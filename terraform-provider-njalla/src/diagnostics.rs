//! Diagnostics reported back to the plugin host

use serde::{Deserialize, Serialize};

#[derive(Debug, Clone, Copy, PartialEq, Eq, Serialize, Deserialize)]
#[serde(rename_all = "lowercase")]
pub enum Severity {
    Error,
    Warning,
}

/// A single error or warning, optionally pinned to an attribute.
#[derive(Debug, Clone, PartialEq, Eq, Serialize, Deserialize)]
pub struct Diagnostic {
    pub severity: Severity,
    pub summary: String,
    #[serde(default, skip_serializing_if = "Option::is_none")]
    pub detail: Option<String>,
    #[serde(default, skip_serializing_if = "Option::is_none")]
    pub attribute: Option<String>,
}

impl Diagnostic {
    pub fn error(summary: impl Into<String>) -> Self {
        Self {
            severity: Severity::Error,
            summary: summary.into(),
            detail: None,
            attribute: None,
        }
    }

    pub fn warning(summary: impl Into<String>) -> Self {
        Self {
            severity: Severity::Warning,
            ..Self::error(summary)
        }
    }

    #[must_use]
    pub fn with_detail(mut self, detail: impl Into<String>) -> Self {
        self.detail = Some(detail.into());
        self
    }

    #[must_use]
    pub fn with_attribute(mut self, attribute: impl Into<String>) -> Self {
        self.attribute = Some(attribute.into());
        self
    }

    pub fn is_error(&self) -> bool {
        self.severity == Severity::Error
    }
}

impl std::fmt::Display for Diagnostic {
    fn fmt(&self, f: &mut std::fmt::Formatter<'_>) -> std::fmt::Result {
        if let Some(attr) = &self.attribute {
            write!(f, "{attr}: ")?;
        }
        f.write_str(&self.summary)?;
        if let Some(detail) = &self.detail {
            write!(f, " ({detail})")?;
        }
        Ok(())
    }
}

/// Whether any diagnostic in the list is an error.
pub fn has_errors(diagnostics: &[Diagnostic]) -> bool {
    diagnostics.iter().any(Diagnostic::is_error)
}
· · ·
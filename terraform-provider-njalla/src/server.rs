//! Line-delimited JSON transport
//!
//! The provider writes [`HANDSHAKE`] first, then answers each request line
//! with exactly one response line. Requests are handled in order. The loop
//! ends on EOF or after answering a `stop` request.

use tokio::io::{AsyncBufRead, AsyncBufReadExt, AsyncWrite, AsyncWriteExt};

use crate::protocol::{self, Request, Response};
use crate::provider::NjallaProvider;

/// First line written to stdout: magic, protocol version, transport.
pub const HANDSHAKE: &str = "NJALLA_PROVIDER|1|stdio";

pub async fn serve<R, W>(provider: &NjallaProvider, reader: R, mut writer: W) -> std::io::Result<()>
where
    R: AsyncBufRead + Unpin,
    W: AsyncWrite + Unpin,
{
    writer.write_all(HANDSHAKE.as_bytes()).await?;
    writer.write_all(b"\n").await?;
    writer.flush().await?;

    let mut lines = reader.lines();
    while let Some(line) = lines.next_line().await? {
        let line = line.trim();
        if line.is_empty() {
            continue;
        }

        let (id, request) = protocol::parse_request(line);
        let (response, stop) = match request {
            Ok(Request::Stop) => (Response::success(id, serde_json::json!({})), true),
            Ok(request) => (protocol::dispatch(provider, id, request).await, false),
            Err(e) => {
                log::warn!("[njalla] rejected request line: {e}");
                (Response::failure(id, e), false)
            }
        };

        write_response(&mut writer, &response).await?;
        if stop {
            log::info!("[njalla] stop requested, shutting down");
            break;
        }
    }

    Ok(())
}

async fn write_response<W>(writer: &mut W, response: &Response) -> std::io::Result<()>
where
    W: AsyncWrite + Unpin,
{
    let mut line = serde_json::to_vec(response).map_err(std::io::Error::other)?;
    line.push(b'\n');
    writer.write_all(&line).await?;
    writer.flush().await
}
· · ·
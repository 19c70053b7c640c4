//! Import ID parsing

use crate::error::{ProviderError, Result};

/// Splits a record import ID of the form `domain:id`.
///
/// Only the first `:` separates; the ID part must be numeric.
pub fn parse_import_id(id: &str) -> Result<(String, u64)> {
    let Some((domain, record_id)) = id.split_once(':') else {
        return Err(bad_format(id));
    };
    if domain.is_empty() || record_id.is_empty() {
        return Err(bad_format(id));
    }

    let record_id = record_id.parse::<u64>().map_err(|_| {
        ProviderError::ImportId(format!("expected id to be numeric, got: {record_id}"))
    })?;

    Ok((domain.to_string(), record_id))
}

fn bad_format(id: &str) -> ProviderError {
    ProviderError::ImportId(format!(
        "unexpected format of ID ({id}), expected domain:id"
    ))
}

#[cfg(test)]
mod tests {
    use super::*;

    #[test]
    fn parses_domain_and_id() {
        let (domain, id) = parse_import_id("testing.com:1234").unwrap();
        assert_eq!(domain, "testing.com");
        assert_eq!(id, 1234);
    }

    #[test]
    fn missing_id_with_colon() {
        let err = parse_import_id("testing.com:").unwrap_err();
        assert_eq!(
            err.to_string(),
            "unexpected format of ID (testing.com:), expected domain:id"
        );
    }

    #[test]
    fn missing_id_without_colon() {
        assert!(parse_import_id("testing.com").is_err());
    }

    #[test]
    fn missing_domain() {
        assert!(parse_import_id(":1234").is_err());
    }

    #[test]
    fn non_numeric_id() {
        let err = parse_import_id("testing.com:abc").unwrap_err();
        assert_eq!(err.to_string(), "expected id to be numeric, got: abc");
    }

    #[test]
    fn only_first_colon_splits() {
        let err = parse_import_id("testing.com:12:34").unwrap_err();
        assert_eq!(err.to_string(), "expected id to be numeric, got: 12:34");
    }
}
· · ·
Exercise description |
The reply should consist solely of the lines above from the one that has "order. The loop" through the one that has "let (id, request)", reproduced exactly.

Answer to the problem |
//! with exactly one response line. Requests are handled in order. The loop
//! ends on EOF or after answering a `stop` request.

use tokio::io::{AsyncBufRead, AsyncBufReadExt, AsyncWrite, AsyncWriteExt};

use crate::protocol::{self, Request, Response};
use crate::provider::NjallaProvider;

/// First line written to stdout: magic, protocol version, transport.
pub const HANDSHAKE: &str = "NJALLA_PROVIDER|1|stdio";

pub async fn serve<R, W>(provider: &NjallaProvider, reader: R, mut writer: W) -> std::io::Result<()>
where
    R: AsyncBufRead + Unpin,
    W: AsyncWrite + Unpin,
{
    writer.write_all(HANDSHAKE.as_bytes()).await?;
    writer.write_all(b"\n").await?;
    writer.flush().await?;

    let mut lines = reader.lines();
    while let Some(line) = lines.next_line().await? {
        let line = line.trim();
        if line.is_empty() {
            continue;
        }

        let (id, request) = protocol::parse_request(line);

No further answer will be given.